* REQUIRED ACTION: The whole set of entries is to be restated word for word.

Dataset entries
•••
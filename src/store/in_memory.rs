//! src/store/in_memory.rs

use std::sync::{Mutex, MutexGuard};

use chrono::Utc;
use uuid::Uuid;

use crate::domain::{NewWaitingListEntry, WaitingListEmail, WaitingListEntry};
use crate::store::{StoreError, WaitingListStore};

/// Process local waiting list for development and tests. Lost on restart.
#[derive(Debug, Default)]
pub struct InMemoryStore {
    entries: Mutex<Vec<WaitingListEntry>>,
}

impl InMemoryStore {
    fn lock(&self) -> Result<MutexGuard<'_, Vec<WaitingListEntry>>, anyhow::Error> {
        self.entries
            .lock()
            .map_err(|e| anyhow::anyhow!("In-memory waiting list is poisoned: {}", e))
    }

    /// Copy of all stored entries, in insertion order.
    pub fn entries(&self) -> Result<Vec<WaitingListEntry>, anyhow::Error> {
        Ok(self.lock()?.clone())
    }
}

#[async_trait::async_trait]
impl WaitingListStore for InMemoryStore {
    async fn email_exists(&self, email: &WaitingListEmail) -> Result<bool, anyhow::Error> {
        let entries = self.lock()?;
        Ok(entries.iter().any(|e| e.email == email.as_ref()))
    }

    #[tracing::instrument(
        name = "Saving new waiting list entry in memory",
        skip(self, entry),
        fields(entry_email = %entry.email)
    )]
    async fn insert(&self, entry: &NewWaitingListEntry) -> Result<WaitingListEntry, StoreError> {
        let mut entries = self.lock()?;
        if entries.iter().any(|e| e.email == entry.email.as_ref()) {
            return Err(StoreError::DuplicateEmail);
        }
        let now = Utc::now();
        let stored = WaitingListEntry {
            id: Uuid::new_v4(),
            email: entry.email.as_ref().to_owned(),
            name: entry.name.as_ref().map(|f| f.as_ref().to_owned()),
            interest: entry.interest.as_ref().map(|f| f.as_ref().to_owned()),
            location: entry.location.as_ref().map(|f| f.as_ref().to_owned()),
            newsletter: entry.newsletter,
            created_at: now,
            updated_at: now,
        };
        entries.push(stored.clone());
        Ok(stored)
    }

    async fn count(&self) -> Result<i64, anyhow::Error> {
        Ok(self.lock()?.len() as i64)
    }
}
//! src/routes/waiting_list/mod.rs

mod form;
mod get;
mod post;
mod response;

pub use form::*;
pub use get::*;
pub use post::*;
pub use response::*;
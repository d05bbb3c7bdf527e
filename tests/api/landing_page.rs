//! tests/api/landing_page.rs

use crate::helpers::{assert_is_redirect_to, spawn_app, spawn_app_with_store};
use homeshare::store::InMemoryStore;
use scraper::{Html, Selector};
use serde_json::json;
use std::sync::Arc;

#[tokio::test]
async fn landing_page_lists_the_featured_properties() {
    // Arrange
    let test_app = spawn_app().await;

    // Act
    let response = test_app.get_response_from_url("/").await;

    // Assert
    assert_eq!(response.status().as_u16(), 200);
    let html = Html::parse_document(&response.text().await.unwrap());
    let cards = Selector::parse(".properties-grid .property-card").unwrap();
    assert_eq!(html.select(&cards).count(), 6);
    let page = html.root_element().text().collect::<String>();
    for city in ["Austin", "Denver", "Raleigh", "Phoenix", "Nashville", "Tampa"] {
        assert!(page.contains(city), "{} is missing from the landing page", city);
    }
}

#[tokio::test]
async fn landing_page_renders_the_waiting_list_form() {
    // Arrange
    let test_app = spawn_app().await;

    // Act
    let html = Html::parse_document(&test_app.get_home_html().await);

    // Assert
    let form = Selector::parse("form#waiting-list-form").unwrap();
    let form = html.select(&form).next().expect("no waiting list form");
    assert_eq!(form.value().attr("action"), Some("/waiting-list"));
    assert_eq!(form.value().attr("method"), Some("post"));

    for name in ["email", "name", "location"] {
        let input = Selector::parse(&format!("input[name=\"{}\"]", name)).unwrap();
        assert!(html.select(&input).next().is_some(), "missing {} input", name);
    }
    let interest = Selector::parse("select[name=\"interest\"] option").unwrap();
    // placeholder plus the interest choices
    assert_eq!(html.select(&interest).count(), 6);

    let newsletter = Selector::parse("input[name=\"newsletter\"][type=\"checkbox\"]").unwrap();
    let newsletter = html.select(&newsletter).next().expect("no newsletter box");
    assert!(newsletter.value().attr("checked").is_some());
}

#[tokio::test]
async fn form_submission_redirects_home_with_a_success_message() {
    // Arrange
    let test_app = spawn_app().await;
    let form = json!({
        "email": "ursula@example.com",
        "name": "Ursula",
        "interest": "investment",
        "location": "Austin",
        "newsletter": "on",
    });

    // Act - Part 1 - Submit the form
    let response = test_app.post_signup_form(&form).await;
    assert_is_redirect_to(&response, "/");

    // Act - Part 2 - Follow the redirect
    let html_page = test_app.get_home_html().await;
    assert!(html_page.contains("<p class=\"notice notice-success\"><i>Successfully added to waiting list!</i></p>"));

    // Act - Part 3 - Reload the page
    let html_page = test_app.get_home_html().await;
    assert!(!html_page.contains("Successfully added to waiting list!"));

    assert_eq!(test_app.waiting_list_count().await, 1);
}

#[tokio::test]
async fn form_submission_with_an_invalid_email_shows_an_error() {
    // Arrange
    let test_app = spawn_app().await;

    // Act - Part 1 - Submit the form
    let response = test_app
        .post_signup_form(&json!({"email": "not-an-email", "newsletter": "on"}))
        .await;
    assert_is_redirect_to(&response, "/");

    // Act - Part 2 - Follow the redirect
    let html_page = test_app.get_home_html().await;
    assert!(html_page.contains(
        "<p class=\"notice notice-error\"><i>Please enter a valid email address.</i></p>"
    ));
    assert_eq!(test_app.waiting_list_count().await, 0);
}

#[tokio::test]
async fn form_submission_of_a_known_email_shows_the_duplicate_message() {
    // Arrange
    let test_app = spawn_app().await;
    test_app
        .post_waiting_list(&json!({"email": "ursula@example.com", "newsletter": true}))
        .await;

    // Act
    let response = test_app
        .post_signup_form(&json!({"email": "URSULA@example.com"}))
        .await;
    assert_is_redirect_to(&response, "/");

    // Assert
    let html_page = test_app.get_home_html().await;
    assert!(html_page.contains("This email is already registered in our waiting list."));
    assert_eq!(test_app.waiting_list_count().await, 1);
}

#[tokio::test]
async fn newsletter_box_decides_the_newsletter_flag() {
    // Arrange
    let store = Arc::new(InMemoryStore::default());
    let test_app = spawn_app_with_store(store.clone()).await;

    // Act
    let ticked = test_app
        .post_signup_form(&json!({"email": "ticked@example.com", "newsletter": "on"}))
        .await;
    let unticked = test_app
        .post_signup_form(&json!({"email": "unticked@example.com"}))
        .await;

    // Assert
    assert_is_redirect_to(&ticked, "/");
    assert_is_redirect_to(&unticked, "/");
    let entries = store.entries().unwrap();
    assert_eq!(entries.len(), 2);
    let ticked = entries.iter().find(|e| e.email == "ticked@example.com").unwrap();
    let unticked = entries.iter().find(|e| e.email == "unticked@example.com").unwrap();
    assert!(ticked.newsletter);
    assert!(!unticked.newsletter);
}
•••
* WRITTEN SOLUTION:
filename src/store/in_memory.rs
//! src/store/in_memory.rs

use std::sync::{Mutex, MutexGuard};

use chrono::Utc;
use uuid::Uuid;

use crate::domain::{NewWaitingListEntry, WaitingListEmail, WaitingListEntry};
use crate::store::{StoreError, WaitingListStore};

/// Process local waiting list for development and tests. Lost on restart.
#[derive(Debug, Default)]
pub struct InMemoryStore {
    entries: Mutex<Vec<WaitingListEntry>>,
}

impl InMemoryStore {
    fn lock(&self) -> Result<MutexGuard<'_, Vec<WaitingListEntry>>, anyhow::Error> {
        self.entries
            .lock()
            .map_err(|e| anyhow::anyhow!("In-memory waiting list is poisoned: {}", e))
    }

    /// Copy of all stored entries, in insertion order.
    pub fn entries(&self) -> Result<Vec<WaitingListEntry>, anyhow::Error> {
        Ok(self.lock()?.clone())
    }
}

#[async_trait::async_trait]
impl WaitingListStore for InMemoryStore {
    async fn email_exists(&self, email: &WaitingListEmail) -> Result<bool, anyhow::Error> {
        let entries = self.lock()?;
        Ok(entries.iter().any(|e| e.email == email.as_ref()))
    }

    #[tracing::instrument(
        name = "Saving new waiting list entry in memory",
        skip(self, entry),
        fields(entry_email = %entry.email)
    )]
    async fn insert(&self, entry: &NewWaitingListEntry) -> Result<WaitingListEntry, StoreError> {
        let mut entries = self.lock()?;
        if entries.iter().any(|e| e.email == entry.email.as_ref()) {
            return Err(StoreError::DuplicateEmail);
        }
        let now = Utc::now();
        let stored = WaitingListEntry {
            id: Uuid::new_v4(),
            email: entry.email.as_ref().to_owned(),
            name: entry.name.as_ref().map(|f| f.as_ref().to_owned()),
            interest: entry.interest.as_ref().map(|f| f.as_ref().to_owned()),
            location: entry.location.as_ref().map(|f| f.as_ref().to_owned()),
            newsletter: entry.newsletter,
            created_at: now,
            updated_at: now,
        };
        entries.push(stored.clone());
        Ok(stored)
    }

    async fn count(&self) -> Result<i64, anyhow::Error> {
        Ok(self.lock()?.len() as i64)
    }
}
//! src/routes/waiting_list/mod.rs

mod form;
mod get;
mod post;
mod response;

pub use form::*;
pub use get::*;
pub use post::*;
pub use response::*;
repository d05bbb3c7bdf527e
filename tests/api/landing_page.rs
//! tests/api/landing_page.rs

use crate::helpers::{assert_is_redirect_to, spawn_app, spawn_app_with_store};
use homeshare::store::InMemoryStore;
use scraper::{Html, Selector};
use serde_json::json;
use std::sync::Arc;

#[tokio::test]
async fn landing_page_lists_the_featured_properties() {
    // Arrange
    let test_app = spawn_app().await;

    // Act
    let response = test_app.get_response_from_url("/").await;

    // Assert
    assert_eq!(response.status().as_u16(), 200);
    let html = Html::parse_document(&response.text().await.unwrap());
    let cards = Selector::parse(".properties-grid .property-card").unwrap();
    assert_eq!(html.select(&cards).count(), 6);
    let page = html.root_element().text().collect::<String>();
    for city in ["Austin", "Denver", "Raleigh", "Phoenix", "Nashville", "Tampa"] {
        assert!(page.contains(city), "{} is missing from the landing page", city);
    }
}

#[tokio::test]
async fn landing_page_renders_the_waiting_list_form() {
    // Arrange
    let test_app = spawn_app().await;

    // Act
    let html = Html::parse_document(&test_app.get_home_html().await);

    // Assert
    let form = Selector::parse("form#waiting-list-form").unwrap();
    let form = html.select(&form).next().expect("no waiting list form");
    assert_eq!(form.value().attr("action"), Some("/waiting-list"));
    assert_eq!(form.value().attr("method"), Some("post"));

    for name in ["email", "name", "location"] {
        let input = Selector::parse(&format!("input[name=\"{}\"]", name)).unwrap();
        assert!(html.select(&input).next().is_some(), "missing {} input", name);
    }
    let interest = Selector::parse("select[name=\"interest\"] option").unwrap();
    // placeholder plus the interest choices
    assert_eq!(html.select(&interest).count(), 6);

    let newsletter = Selector::parse("input[name=\"newsletter\"][type=\"checkbox\"]").unwrap();
    let newsletter = html.select(&newsletter).next().expect("no newsletter box");
    assert!(newsletter.value().attr("checked").is_some());
}

#[tokio::test]
async fn form_submission_redirects_home_with_a_success_message() {
    // Arrange
    let test_app = spawn_app().await;
    let form = json!({
        "email": "ursula@example.com",
        "name": "Ursula",
        "interest": "investment",
        "location": "Austin",
        "newsletter": "on",
    });

    // Act - Part 1 - Submit the form
    let response = test_app.post_signup_form(&form).await;
    assert_is_redirect_to(&response, "/");

    // Act - Part 2 - Follow the redirect
    let html_page = test_app.get_home_html().await;
    assert!(html_page.contains("<p class=\"notice notice-success\"><i>Successfully added to waiting list!</i></p>"));

    // Act - Part 3 - Reload the page
    let html_page = test_app.get_home_html().await;
    assert!(!html_page.contains("Successfully added to waiting list!"));

    assert_eq!(test_app.waiting_list_count().await, 1);
}

#[tokio::test]
async fn form_submission_with_an_invalid_email_shows_an_error() {
    // Arrange
    let test_app = spawn_app().await;

    // Act - Part 1 - Submit the form
    let response = test_app
        .post_signup_form(&json!({"email": "not-an-email", "newsletter": "on"}))
        .await;
    assert_is_redirect_to(&response, "/");

    // Act - Part 2 - Follow the redirect
    let html_page = test_app.get_home_html().await;
    assert!(html_page.contains(
        "<p class=\"notice notice-error\"><i>Please enter a valid email address.</i></p>"
    ));
    assert_eq!(test_app.waiting_list_count().await, 0);
}

#[tokio::test]
async fn form_submission_of_a_known_email_shows_the_duplicate_message() {
    // Arrange
    let test_app = spawn_app().await;
    test_app
        .post_waiting_list(&json!({"email": "ursula@example.com", "newsletter": true}))
        .await;

    // Act
    let response = test_app
        .post_signup_form(&json!({"email": "URSULA@example.com"}))
        .await;
    assert_is_redirect_to(&response, "/");

    // Assert
    let html_page = test_app.get_home_html().await;
    assert!(html_page.contains("This email is already registered in our waiting list."));
    assert_eq!(test_app.waiting_list_count().await, 1);
}

#[tokio::test]
async fn newsletter_box_decides_the_newsletter_flag() {
    // Arrange
    let store = Arc::new(InMemoryStore::default());
    let test_app = spawn_app_with_store(store.clone()).await;

    // Act
    let ticked = test_app
        .post_signup_form(&json!({"email": "ticked@example.com", "newsletter": "on"}))
        .await;
    let unticked = test_app
        .post_signup_form(&json!({"email": "unticked@example.com"}))
        .await;

    // Assert
    assert_is_redirect_to(&ticked, "/");
    assert_is_redirect_to(&unticked, "/");
    let entries = store.entries().unwrap();
    assert_eq!(entries.len(), 2);
    let ticked = entries.iter().find(|e| e.email == "ticked@example.com").unwrap();
    let unticked = entries.iter().find(|e| e.email == "unticked@example.com").unwrap();
    assert!(ticked.newsletter);
    assert!(!unticked.newsletter);
}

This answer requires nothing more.